YOUR TASK ▸
Only a number is expected: the count of lines in the listing where "concurrent" occurs.
◇ ◇ ◇ ◇ ◇
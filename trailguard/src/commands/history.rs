use anyhow::Result;
use trailguard_core::Services;

use crate::config::load_config;

pub(crate) async fn command(cli: &crate::Cli, user_id: &str, limit: u64) -> Result<()> {
    let config = load_config(&cli.config)?;
    let services = Services::new(config).await?;

    let samples = services
        .locations
        .last_valid_locations(user_id, limit)
        .await?;
    if samples.is_empty() {
        println!("No valid locations for {user_id}");
        return Ok(());
    }
    for sample in samples {
        println!(
            "{}  {:>10.5} {:>11.5}",
            sample.created_at, sample.latitude, sample.longitude
        );
    }
    Ok(())
}
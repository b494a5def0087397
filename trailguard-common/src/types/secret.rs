use std::fmt::Debug;

use serde::{Deserialize, Serialize};

/// Wrapper that keeps credentials (such as a database URL with a password)
/// out of `Debug` output and therefore out of the logs.
#[derive(PartialEq, Eq, Clone)]
pub struct Secret<T>(T);

impl<T> Secret<T> {
    pub const fn new(v: T) -> Self {
        Self(v)
    }

    pub fn expose_secret(&self) -> &T {
        &self.0
    }
}

impl<T> From<T> for Secret<T> {
    fn from(v: T) -> Self {
        Self::new(v)
    }
}

impl<'de, T> Deserialize<'de> for Secret<T>
where
    T: Deserialize<'de>,
{
    fn deserialize<D>(deserializer: D) -> Result<Self, D::Error>
    where
        D: serde::Deserializer<'de>,
    {
        let v = Deserialize::deserialize::<D>(deserializer)?;
        Ok(Self::new(v))
    }
}

impl<T> Serialize for Secret<T>
where
    T: Serialize,
{
    fn serialize<S>(&self, serializer: S) -> Result<S::Ok, S::Error>
    where
        S: serde::Serializer,
    {
        self.0.serialize(serializer)
    }
}

impl<T> Debug for Secret<T> {
    fn fmt(&self, f: &mut std::fmt::Formatter<'_>) -> std::fmt::Result {
        write!(f, "<secret>")
    }
}
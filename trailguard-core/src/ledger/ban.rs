use chrono::{DateTime, Utc};
use sea_orm::sea_query::OnConflict;
use sea_orm::{ColumnTrait, ConnectionTrait, DbErr, EntityTrait, PaginatorTrait, QueryFilter, Set};
use trailguard_common::TrailguardError;
use trailguard_db_entities::AddressBan;
use uuid::Uuid;

pub const REASON_SEPARATOR: &str = " | ";

/// Values of a ban episode, either the first one or an escalation
#[derive(Clone, Debug, PartialEq)]
pub struct BanTerms {
    pub reason: String,
    pub banned_at: DateTime<Utc>,
    pub banned_until: DateTime<Utc>,
    /// Hours
    pub banned_length: f64,
}

pub async fn get_ban<C: ConnectionTrait>(
    db: &C,
    address: &str,
) -> Result<Option<AddressBan::Model>, TrailguardError> {
    Ok(AddressBan::Entity::find()
        .filter(AddressBan::Column::Address.eq(address))
        .one(db)
        .await?)
}

/// Creates the ban record for a first offense.
///
/// Returns `None` if a record for the address already exists, which
/// happens when a concurrent request created it first.
pub async fn insert_first_ban<C: ConnectionTrait>(
    db: &C,
    address: &str,
    terms: BanTerms,
) -> Result<Option<AddressBan::Model>, TrailguardError> {
    let model = AddressBan::Model {
        id: Uuid::new_v4(),
        address: address.to_owned(),
        reason: terms.reason,
        last_banned_at: terms.banned_at,
        banned_until: terms.banned_until,
        banned_length: terms.banned_length,
        banned_times: 1,
    };
    let record = AddressBan::ActiveModel {
        id: Set(model.id),
        address: Set(model.address.clone()),
        reason: Set(model.reason.clone()),
        last_banned_at: Set(model.last_banned_at),
        banned_until: Set(model.banned_until),
        banned_length: Set(model.banned_length),
        banned_times: Set(model.banned_times),
    };

    match AddressBan::Entity::insert(record)
        .on_conflict(
            OnConflict::column(AddressBan::Column::Address)
                .do_nothing()
                .to_owned(),
        )
        .exec(db)
        .await
    {
        Ok(_) => Ok(Some(model)),
        Err(DbErr::RecordNotInserted) => Ok(None),
        Err(e) => Err(e.into()),
    }
}

/// Applies an escalation on top of `current`, appending the reason.
///
/// The update only matches while `banned_times` still has the value read
/// into `current`. A concurrent escalation makes it fail with
/// [`TrailguardError::Conflict`].
pub async fn escalate_ban<C: ConnectionTrait>(
    db: &C,
    current: &AddressBan::Model,
    terms: BanTerms,
) -> Result<AddressBan::Model, TrailguardError> {
    let updated = AddressBan::Model {
        reason: format!("{}{REASON_SEPARATOR}{}", current.reason, terms.reason),
        last_banned_at: terms.banned_at,
        banned_until: terms.banned_until,
        banned_length: terms.banned_length,
        banned_times: current.banned_times + 1,
        ..current.clone()
    };

    let result = AddressBan::Entity::update_many()
        .set(AddressBan::ActiveModel {
            reason: Set(updated.reason.clone()),
            last_banned_at: Set(updated.last_banned_at),
            banned_until: Set(updated.banned_until),
            banned_length: Set(updated.banned_length),
            banned_times: Set(updated.banned_times),
            ..Default::default()
        })
        .filter(AddressBan::Column::Address.eq(&current.address))
        .filter(AddressBan::Column::BannedTimes.eq(current.banned_times))
        .exec(db)
        .await?;

    if result.rows_affected == 0 {
        return Err(TrailguardError::Conflict {
            address: current.address.clone(),
        });
    }
    Ok(updated)
}

/// Bans whose expiry lies after `now`
pub async fn list_active_bans<C: ConnectionTrait>(
    db: &C,
    now: DateTime<Utc>,
) -> Result<Vec<AddressBan::Model>, TrailguardError> {
    Ok(AddressBan::Entity::find()
        .filter(AddressBan::Column::BannedUntil.gt(now))
        .all(db)
        .await?)
}

pub async fn count_active_bans<C: ConnectionTrait>(
    db: &C,
    now: DateTime<Utc>,
) -> Result<u64, TrailguardError> {
    Ok(AddressBan::Entity::find()
        .filter(AddressBan::Column::BannedUntil.gt(now))
        .count(db)
        .await?)
}
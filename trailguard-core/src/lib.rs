pub mod abuse_protection;
pub mod db;
pub mod gate;
pub mod geo;
pub mod ledger;
pub mod location;
pub mod plausibility;
mod services;
pub use services::*;

#[cfg(test)]
pub(crate) mod test_helpers;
◇ ◇ ◇ ◇ ◇
RESPONSE TO THE EXERCISE ▸
2